Donald Trump a repoussé jusqu’au 6 avril son ultimatum. Les Gardiens de la révolution, armée idéologique de l’Iran, ont empêché vendredi trois porte-conteneurs de franchir le détroit d’Ormuz, par lequel transite un cinquième du commerce mondial d’hydrocarbures, en affirmant que le passage était fermé aux navires en provenance ou à destination de ports « liés à l’ennemi ».
• Quel impact sur l’économie ?
« C’est un nouveau choc pétrolier ! » Si le ministre de l’Economie, Roland Lescure, a tempéré sa déclaration dans un second temps, il a semé l’inquiétude, mardi 24 mars, lorsqu’il a évoqué en ces termes la guerre au Moyen-Orient. La formule rappelle la multiplication par quatre du prix de l’or noir en 1973, lorsque les grands pays producteurs, membres de l’Opep, avaient réduit leurs livraisons vers l’Occident pour sanctionner le soutien des Etats-Unis à Israël durant la guerre du Kippour. Une crise économique majeure commence alors : inflation galopante, récession, chômage de masse…
Mais, globalement, la France est « mieux préparée, moins exposée » que les autres pays, a estimé le ministre de l’Economie. Et le « choc pétrolier » évoqué n’est pas une réalité « parce que ce qui a caractérisé le choc des années 1970, c’est qu’il a été fort et persistant au fil des ans, ce qui n’est pas encore le cas aujourd’hui », selon un économiste qui conseille Bercy. De plus, les grandes économies occidentales, dont la France, sont moins dépendantes du pétrole et du gaz qu’à l’époque : le parc nucléaire – spécificité française – est renforcé par des énergies renouvelables (éolien ou solaire) qui amortissent le choc. Enfin, et surtout, l’Opep ne menace pas de couper le robinet.

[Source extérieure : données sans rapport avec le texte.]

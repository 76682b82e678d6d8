//! Series renderer: draws the progression and identity series as a line chart.

use crate::domain::PointSeries;
use crate::scale::LinearScale;
use crate::surface::{
    Baseline, DrawableRegion, Primitive, Rgb, Size, Stroke, Surface, TextAnchor,
};

pub const PROGRESSION_STROKE: Stroke = Stroke::new(Rgb::RED, 1.5);
pub const IDENTITY_STROKE: Stroke = Stroke::new(Rgb::GREEN, 1.5);
const AXIS_STROKE: Stroke = Stroke::new(Rgb::AXIS, 1.0);
const TICK_SIZE: f64 = 6.0;
const TICK_PADDING: f64 = 3.0;

#[derive(Debug, Clone, Copy, PartialEq)]
pub struct Margins {
    pub top: f64,
    pub right: f64,
    pub bottom: f64,
    pub left: f64,
}

impl Default for Margins {
    fn default() -> Self {
        Self {
            top: 10.0,
            right: 30.0,
            bottom: 30.0,
            left: 60.0,
        }
    }
}

#[derive(Debug, Clone, Copy)]
pub struct SeriesRenderer {
    margins: Margins,
    tick_count: usize,
}

impl Default for SeriesRenderer {
    fn default() -> Self {
        Self::new(Margins::default())
    }
}

impl SeriesRenderer {
    pub fn new(margins: Margins) -> Self {
        Self {
            margins,
            tick_count: 10,
        }
    }

    pub fn margins(&self) -> Margins {
        self.margins
    }

    /// Plot area left after the margins, never negative.
    pub fn inner_size(&self, size: Size) -> (f64, f64) {
        let m = self.margins;
        (
            (size.width - m.left - m.right).max(0.0),
            (size.height - m.top - m.bottom).max(0.0),
        )
    }

    pub fn scales(&self, progression: &PointSeries, size: Size) -> (LinearScale, LinearScale) {
        let (width, height) = self.inner_size(size);
        let max_y = progression.max_y().unwrap_or(0.0);
        (
            LinearScale::new((0.0, 1.0), (0.0, width)),
            LinearScale::new((0.0, max_y), (height, 0.0)),
        )
    }

    /// Replaces everything on `surface` with a freshly drawn chart.
    pub fn render<S: Surface + ?Sized>(
        &self,
        progression: &PointSeries,
        identity: &PointSeries,
        surface: &mut S,
    ) {
        let mut region = DrawableRegion::acquire(surface);
        let (x, y) = self.scales(progression, region.size());
        let (width, height) = self.inner_size(region.size());
        region.set_origin((self.margins.left, self.margins.top));

        self.draw_bottom_axis(&mut region, &x, height);
        self.draw_left_axis(&mut region, &y);

        for (series, stroke) in [
            (progression, PROGRESSION_STROKE),
            (identity, IDENTITY_STROKE),
        ] {
            region.draw(Primitive::Path {
                points: series
                    .points()
                    .iter()
                    .map(|p| (x.map(p.x), y.map(p.y)))
                    .collect(),
                stroke,
            });
        }

        tracing::trace!(width, height, y_max = y.domain().1, "chart rendered");
    }

    fn draw_bottom_axis<S: Surface + ?Sized>(
        &self,
        region: &mut DrawableRegion<'_, S>,
        scale: &LinearScale,
        baseline: f64,
    ) {
        let (r0, r1) = scale.range();
        region.draw(Primitive::Line {
            from: (r0, baseline),
            to: (r1, baseline),
            stroke: AXIS_STROKE,
        });
        let format = scale.tick_format(self.tick_count);
        for tick in scale.ticks(self.tick_count) {
            let at = scale.map(tick);
            region.draw(Primitive::Line {
                from: (at, baseline),
                to: (at, baseline + TICK_SIZE),
                stroke: AXIS_STROKE,
            });
            region.draw(Primitive::Text {
                at: (at, baseline + TICK_SIZE + TICK_PADDING),
                text: format(tick),
                anchor: TextAnchor::Middle,
                baseline: Baseline::Top,
                color: Rgb::AXIS,
            });
        }
    }

    fn draw_left_axis<S: Surface + ?Sized>(
        &self,
        region: &mut DrawableRegion<'_, S>,
        scale: &LinearScale,
    ) {
        let (r0, r1) = scale.range();
        region.draw(Primitive::Line {
            from: (0.0, r0),
            to: (0.0, r1),
            stroke: AXIS_STROKE,
        });
        let format = scale.tick_format(self.tick_count);
        for tick in scale.ticks(self.tick_count) {
            let at = scale.map(tick);
            region.draw(Primitive::Line {
                from: (-TICK_SIZE, at),
                to: (0.0, at),
                stroke: AXIS_STROKE,
            });
            region.draw(Primitive::Text {
                at: (-(TICK_SIZE + TICK_PADDING), at),
                text: format(tick),
                anchor: TextAnchor::End,
                baseline: Baseline::Middle,
                color: Rgb::AXIS,
            });
        }
    }
}

#[cfg(test)]
#[path = "tests/render_tests.rs"]
mod tests;
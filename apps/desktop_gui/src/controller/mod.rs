//! Controller layer: UI events and their dispatch into the panel controller.

pub mod events;
pub mod orchestration;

Cependant, le choc est violent, avec un baril de pétrole passé en quelques jours de 60 dollars à une centaine de dollars, et des prix à la pompe qui ont fortement grimpé. La Banque de France a construit plusieurs scénarios : même le plus négatif, avec un pétrole à plus de 140 dollars le baril toute l’année, n’entraînerait pas de récession économique, et donc de crise.
Le gouvernement français, sous pression en particulier des transporteurs routiers, a annoncé vendredi 27 mars un plan d’aide, limité au mois d’avril, de près de 70 millions d’euros, pour les secteurs les plus touchés par la flambée des prix des carburants : la pêche, l’agriculture ou les transports.
• Comment évolue la situation au Liban ?
La situation empire au Liban, entraîné dans la guerre dès le 2 mars lorsque le mouvement chiite Hezbollah, soutenu par Téhéran, a commencé à tirer des roquettes sur Israël.
L’aviation israélienne a continué vendredi 27 mars à bombarder le sud du Liban, la plaine de la Bekaa (est) et la banlieue sud de Beyrouth, considérés comme des bastions du Hezbollah, selon les médias officiels libanais qui ont recensé plusieurs morts.
Le Hezbollah a affirmé pour sa part que ses combattants avaient tiré un missile sol-air sur un avion de guerre israélien au-dessus de Beyrouth, et se livraient à des combats « au corps à corps avec des forces de l’armée israélienne ennemie » dans le sud, où Israël mène une profonde incursion en vue d’élargir une « zone tampon » le long de sa frontière.
Selon le dernier bilan officiel vendredi, la guerre a fait 1 142 morts et plus d’un million de déplacés au Liban.